Transcribe the listing below only from the line with "filename src/data/splitter.rs" up to and including the line with "pub fn split_leading<T>(mut".

####

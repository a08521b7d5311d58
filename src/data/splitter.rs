// ============================================================
// Layer 4 — Train/Validation Splitter
// ============================================================
// Two ways to hold out validation pairs:
//
//   split_leading    the first `n` pairs become validation, in order.
//                    With n = batch_size this yields exactly one
//                    fixed validation batch, the classic setup for
//                    small transduction corpora.
//
//   split_train_val  seeded Fisher-Yates shuffle, then a fractional
//                    split (e.g. 0.9 → 90% train / 10% validation).

use rand::{rngs::StdRng, seq::SliceRandom, SeedableRng};

/// Move the first `n` samples into the validation set.
/// Returns (train, validation).
pub fn split_leading<T>(mut samples: Vec<T>, n: usize) -> (Vec<T>, Vec<T>) {
    let n     = n.min(samples.len());
    let train = samples.split_off(n);
    (train, samples)
}

/// Shuffle `samples` with `seed` and split into (train, validation).
pub fn split_train_val<T>(mut samples: Vec<T>, train_fraction: f64, seed: u64) -> (Vec<T>, Vec<T>) {
    let mut rng = StdRng::seed_from_u64(seed);
    samples.shuffle(&mut rng);

    let total    = samples.len();
    let split_at = ((total as f64) * train_fraction).round() as usize;
    let split_at = split_at.min(total);

    let val = samples.split_off(split_at);

    tracing::debug!(
        "Dataset split: {} training, {} validation ({}% / {}%)",
        samples.len(),
        val.len(),
        (samples.len() * 100) / total.max(1),
        (val.len()     * 100) / total.max(1),
    );

    (samples, val)
}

####

#### Finished exercise:
filename src/data/splitter.rs
// ============================================================
// Layer 4 — Train/Validation Splitter
// ============================================================
// Two ways to hold out validation pairs:
//
//   split_leading    the first `n` pairs become validation, in order.
//                    With n = batch_size this yields exactly one
//                    fixed validation batch, the classic setup for
//                    small transduction corpora.
//
//   split_train_val  seeded Fisher-Yates shuffle, then a fractional
//                    split (e.g. 0.9 → 90% train / 10% validation).

use rand::{rngs::StdRng, seq::SliceRandom, SeedableRng};

/// Move the first `n` samples into the validation set.
/// Returns (train, validation).
pub fn split_leading<T>(mut samples: Vec<T>, n: usize) -> (Vec<T>, Vec<T>) {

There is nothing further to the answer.